The boundless promises and awful denunciations of the pope might have been alike unavailing, had not other and stronger motives inclined the king to make a second expedition into Italy. The interests of his dynasty were so closely connected with those of the Roman church, that he could not desert the pope in this imminent peril without weakening the foundations of his throne; and his honour as a warrior and a king seemed to require that the Lombards should be punished for their breach of faith. The influence of Boniface, too (who was still alive, though he died before the end of the campaign), was no doubt exerted in behalf of the papacy which he had done so much to raise. Pepin determined to save the pope, but he did so at the imminent risk of causing a revolt among his own vassals, who openly and loudly expressed their disapproval of the war. “This war” (against the Lombards), says Einhard,
Pepin found means to pacify or overawe these turbulent dissentients, and persisted in his determination again to save the head of the church from his enemies.

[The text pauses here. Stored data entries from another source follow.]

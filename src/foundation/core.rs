use crate::foundation::error::{GlyphError, GlyphResult};
use crate::foundation::math::widen_u8;

/// Largest value of a single color channel.
pub const CHANNEL_MAX: u16 = u16::MAX;

/// Straight-alpha RGBA color with 16-bit channels.
#[derive(Clone, Copy, Debug, Default, PartialEq, Eq, Hash)]
pub struct Rgba16 {
    /// Red channel.
    pub r: u16,
    /// Green channel.
    pub g: u16,
    /// Blue channel.
    pub b: u16,
    /// Alpha channel; 0 is fully transparent.
    pub a: u16,
}

impl Rgba16 {
    /// Fully transparent black.
    pub const TRANSPARENT: Self = Self::new(0, 0, 0, 0);
    /// Opaque black.
    pub const BLACK: Self = Self::new(0, 0, 0, CHANNEL_MAX);
    /// Opaque white.
    pub const WHITE: Self = Self::new(CHANNEL_MAX, CHANNEL_MAX, CHANNEL_MAX, CHANNEL_MAX);

    /// Build a color from 16-bit channels.
    pub const fn new(r: u16, g: u16, b: u16, a: u16) -> Self {
        Self { r, g, b, a }
    }

    /// Build a color from 8-bit channels.
    pub fn from_rgba8(r: u8, g: u8, b: u8, a: u8) -> Self {
        Self::new(widen_u8(r), widen_u8(g), widen_u8(b), widen_u8(a))
    }

    /// Returns `true` when alpha is zero.
    pub fn is_transparent(self) -> bool {
        self.a == 0
    }

    /// Same color with the alpha channel forced to fully opaque.
    pub fn opaque(self) -> Self {
        Self {
            a: CHANNEL_MAX,
            ..self
        }
    }
}

/// Integer pixel rectangle: origin plus size. `x`/`y` may be negative.
#[derive(Clone, Copy, Debug, Default, PartialEq, Eq, Hash)]
pub struct Bounds {
    /// Left edge.
    pub x: i64,
    /// Top edge.
    pub y: i64,
    /// Width in pixels.
    pub width: u32,
    /// Height in pixels.
    pub height: u32,
}

impl Bounds {
    /// Rectangle at `(x, y)` of the given size.
    pub const fn new(x: i64, y: i64, width: u32, height: u32) -> Self {
        Self {
            x,
            y,
            width,
            height,
        }
    }

    /// Rectangle at the origin.
    pub const fn from_size(width: u32, height: u32) -> Self {
        Self::new(0, 0, width, height)
    }

    /// Exclusive right edge.
    pub fn right(self) -> i64 {
        self.x + i64::from(self.width)
    }

    /// Exclusive bottom edge.
    pub fn bottom(self) -> i64 {
        self.y + i64::from(self.height)
    }

    /// Number of pixels covered.
    pub fn area(self) -> u64 {
        u64::from(self.width) * u64::from(self.height)
    }

    /// Returns `true` when either side is zero.
    pub fn is_empty(self) -> bool {
        self.width == 0 || self.height == 0
    }

    /// Returns `true` when `(x, y)` lies inside.
    pub fn contains(self, x: i64, y: i64) -> bool {
        x >= self.x && x < self.right() && y >= self.y && y < self.bottom()
    }

    /// Overlap of two rectangles; an empty rectangle when they are disjoint.
    pub fn intersect(self, other: Bounds) -> Bounds {
        let x0 = self.x.max(other.x);
        let y0 = self.y.max(other.y);
        let x1 = self.right().min(other.right());
        let y1 = self.bottom().min(other.bottom());
        if x1 <= x0 || y1 <= y0 {
            return Bounds::new(x0, y0, 0, 0);
        }
        Bounds::new(x0, y0, (x1 - x0) as u32, (y1 - y0) as u32)
    }
}

/// Rectangular pixel buffer positioned at `bounds`.
///
/// Pixels are stored row-major, `bounds.width * bounds.height` entries, straight alpha.
#[derive(Clone, Debug, PartialEq, Eq)]
pub struct Raster {
    bounds: Bounds,
    pixels: Vec<Rgba16>,
}

impl Raster {
    /// Raster of `bounds` filled with `fill`.
    pub fn filled(bounds: Bounds, fill: Rgba16) -> Self {
        let len = bounds.area() as usize;
        Self {
            bounds,
            pixels: vec![fill; len],
        }
    }

    /// Wrap an existing pixel buffer. The buffer length must match the bounds.
    pub fn from_pixels(bounds: Bounds, pixels: Vec<Rgba16>) -> GlyphResult<Self> {
        if pixels.len() as u64 != bounds.area() {
            return Err(GlyphError::validation(format!(
                "raster expects {} pixels for {}x{}, got {}",
                bounds.area(),
                bounds.width,
                bounds.height,
                pixels.len()
            )));
        }
        Ok(Self { bounds, pixels })
    }

    /// Convert a decoded 8-bit RGBA image, placing its top-left corner at `(x, y)`.
    pub fn from_rgba8_image(img: &image::RgbaImage, x: i64, y: i64) -> Self {
        let pixels = img
            .pixels()
            .map(|p| Rgba16::from_rgba8(p[0], p[1], p[2], p[3]))
            .collect();
        Self {
            bounds: Bounds::new(x, y, img.width(), img.height()),
            pixels,
        }
    }

    /// Convert any decoded image, keeping 16-bit precision when the source has it.
    pub fn from_dynamic(img: &image::DynamicImage) -> Self {
        let buf = img.to_rgba16();
        let pixels = buf
            .pixels()
            .map(|p| Rgba16::new(p[0], p[1], p[2], p[3]))
            .collect();
        Self {
            bounds: Bounds::from_size(buf.width(), buf.height()),
            pixels,
        }
    }

    /// Position and size.
    pub fn bounds(&self) -> Bounds {
        self.bounds
    }

    /// Width in pixels.
    pub fn width(&self) -> u32 {
        self.bounds.width
    }

    /// Height in pixels.
    pub fn height(&self) -> u32 {
        self.bounds.height
    }

    /// Row-major pixel buffer.
    pub fn pixels(&self) -> &[Rgba16] {
        &self.pixels
    }

    pub(crate) fn pixels_mut(&mut self) -> &mut [Rgba16] {
        &mut self.pixels
    }

    /// Pixels of row `y`, counted from the top of the raster (not in absolute coordinates).
    pub fn row(&self, y: u32) -> &[Rgba16] {
        let w = self.bounds.width as usize;
        let start = y as usize * w;
        &self.pixels[start..start + w]
    }

    /// Pixel at absolute coordinates, `None` outside the bounds.
    pub fn at(&self, x: i64, y: i64) -> Option<Rgba16> {
        self.index_of(x, y).map(|i| self.pixels[i])
    }

    pub(crate) fn index_of(&self, x: i64, y: i64) -> Option<usize> {
        if !self.bounds.contains(x, y) {
            return None;
        }
        let lx = (x - self.bounds.x) as usize;
        let ly = (y - self.bounds.y) as usize;
        Some(ly * self.bounds.width as usize + lx)
    }

    /// Same pixels moved so the top-left corner sits at `(x, y)`.
    pub fn with_origin(mut self, x: i64, y: i64) -> Self {
        self.bounds.x = x;
        self.bounds.y = y;
        self
    }
}

#[cfg(test)]
#[path = "../../tests/unit/foundation/core.rs"]
mod tests;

In this second Italian expedition Pepin was accompanied by his nephew Tassilo, who, in obedience to the war-ban of his liege lord, joined him with the Bavarian troops. The Frankish army marched through Châlons and Geneva to the same valley of Maurienne and to the passes of Mont Cenis, which, as in the former year, were occupied by the troops of Aistulf. The Franks, however, in spite of all resistance, made their way into Italy, and took a fearful vengeance for the broken treaty, destroying and burning everything within their reach, and giving no quarter to their perfidious enemies. They then closely invested Pavia; and Aistulf, convinced of his utter inability to cope with Pepin, again employed the willing services of the Frankish seigneurs to negotiate a peace. Pepin on his side accepted the overtures made to him with singular facility, but obliged Aistulf to give fresh hostages, to renew his oaths, and, what was more to the purpose, to deliver up a third of the royal treasure in the city of Pavia.[131] Aistulf also agreed to renew an annual tribute, which is said to have been paid for a long time previously to the Frankish monarchs.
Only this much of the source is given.